"Rock N Roll" (Lost Highway) - 2003

Editor’s Note: Welcome to a new music feature, where we look at albums from the past and re-evaluate them. Enjoy.

If it weren’t so terrible, I’m not sure “Rock N Roll” would be such a great album. Which would be a strange thing to say if we were talking about anyone other than Ryan Adams.

That’s because the neat trick of his career has always been doing everything at once. His first solo album “Heartbreaker” juxtaposed tears-and-beers country with pop rock, oscillating between the shambling joviality of “To Be Young” and the apocalyptic depression of “Come Pick Me Up.” His slipshod albums display brilliance in one song and careless laziness in the next.

Then there were the substance abuse problems. Adams says he’s been clean and sober since before entering the studio to make June’s “Easy Tiger” and the just-released “Follow the Lights” EP. But, for most of the oughts, drugs and alcohol meant that his shows would be either the best or the worst concert you’d seen in a long while.

All this has made Adams one of the most frustrating musicians around. Between 2003 and 2005 he recorded five purportedly-mediocre albums–and countless other unreleased tracks still confined to his vaults, which supposedly also contain a song-for-song cover of the Strokes’ “Is This It?”–that produced a lot of critical whining. And exhibit number one has traditionally been “Rock N Roll.”

Which is funny to me, because it still seems like part of the point of “Rock N Roll” was that it wasn’t meant to be great. It’s Adams’ heartbroken love note to a genre that his country-rock roots have kept him from completely embracing. The album’s devastatingly open about why he and the genre just can’t work it out: Adams cruelly points out its flaws, viciously satirizing a ton of rock music.

Just look at the track list. “This Is It,” “Wish You Were Here,” “She’s Lost Total Control”: if those song titles don’t sound strangely familiar, then you don’t listen to rock music. Parody’s the point.

And Adams does it ridiculously well, getting nearly everyone right. There’s the Edge-like guitar of “So Alive”; Adams underscores the joke by imitating Bono’s legato quaver. The “Wish You Were Here” intro harkens back to “Jessie’s Girl,” and “Burning Photographs” references the work of another famous Springsteen. Thin Lizzy quotes abound, and so do hooks. Plus the album’s mixed and mastered nearly as well as vintage AC/DC; it sounds loud at nearly every volume level.
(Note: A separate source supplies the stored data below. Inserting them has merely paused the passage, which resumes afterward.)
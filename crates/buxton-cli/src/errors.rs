//! Error surface for the command-line tool.

use thiserror::Error;

use buxton::ClientError;
use buxton_config::ConfigError;
use buxton_direct::DirectError;
use buxton_proto::{KeyError, Status, WireError};

/// Errors that terminate a `buxtonctl` invocation with a non-zero exit.
#[derive(Debug, Error)]
pub enum AppError {
    /// The daemon reported a non-success status.
    #[error("daemon replied: {0}")]
    Daemon(Status),
    /// Direct mode is restricted to root.
    #[error("--direct requires root")]
    DirectRequiresRoot,
    /// The wire protocol addresses named values; group labels need the
    /// in-process path.
    #[error("group labels are only readable with --direct")]
    GroupLabelNeedsDirect,
    /// The connection or a request to the daemon failed.
    #[error(transparent)]
    Client(#[from] ClientError),
    /// A direct-mode operation failed.
    #[error(transparent)]
    Direct(#[from] DirectError),
    /// The layer configuration could not be loaded in direct mode.
    #[error(transparent)]
    Config(#[from] ConfigError),
    /// A command argument did not form a valid key.
    #[error(transparent)]
    Key(#[from] KeyError),
    /// A command argument did not parse as the requested value type.
    #[error(transparent)]
    Value(#[from] WireError),
}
Sure, a lot of “Rock N Roll” is shitty, but the same goes for the genre. Adams’ habit of simultaneously embracing volatile extremes leads him to write an incisive lyric in one verse and a terrible one the next. “Wish You Were Here” starts with the wonderfully evocative line “Cotton candy and a rotten mouth,” then devolves into boring rain imagery and whining: “It’s totally fucked up / I’m totally fucked up.” On the solid “Burning Photographs,” Adams finds another winner: “I used to be sad / Now I’m just bored with you.” But then there’s “Boys,” and Adams admits: “I’m as lonely as monkeys taught to destroy / Anything they learn to enjoy.” Yikes.

The mistakes and the emotional rawness make “Rock N Roll” a hard album to listen through in a single sitting. There’s a lot of self-indulgent relationship lamentation going on. But c’mon: Ryan was in a lot of pain. Who are we to judge? We’ve never dated Parker Posey.

People complain that Adams doesn’t focus himself, that if he would just take a break from being prolific he could actually harness his talents to make a great record. Which is a fallacy people have about A.D.D. musicians in general. Creating consistently good albums is just not something that post-1987 Prince, Robert Pollard, or Lil’ Wayne does. These artists are incapable of editing themselves, of any kind of self-restraint; it’s just a condition of their artistic temperament, and it’s something we, as listeners, have to accept.

“Rock N Roll” ultimately benefits from that quick-sketch approach and ends up being above par for Adams’ discography. It’s an incredible synthesis of nearly everything rock has produced (both good and bad) in the last 30 years. Adams tries so hard to be mediocre that “Rock N Roll” ends up amazing. Thank God it’s awful.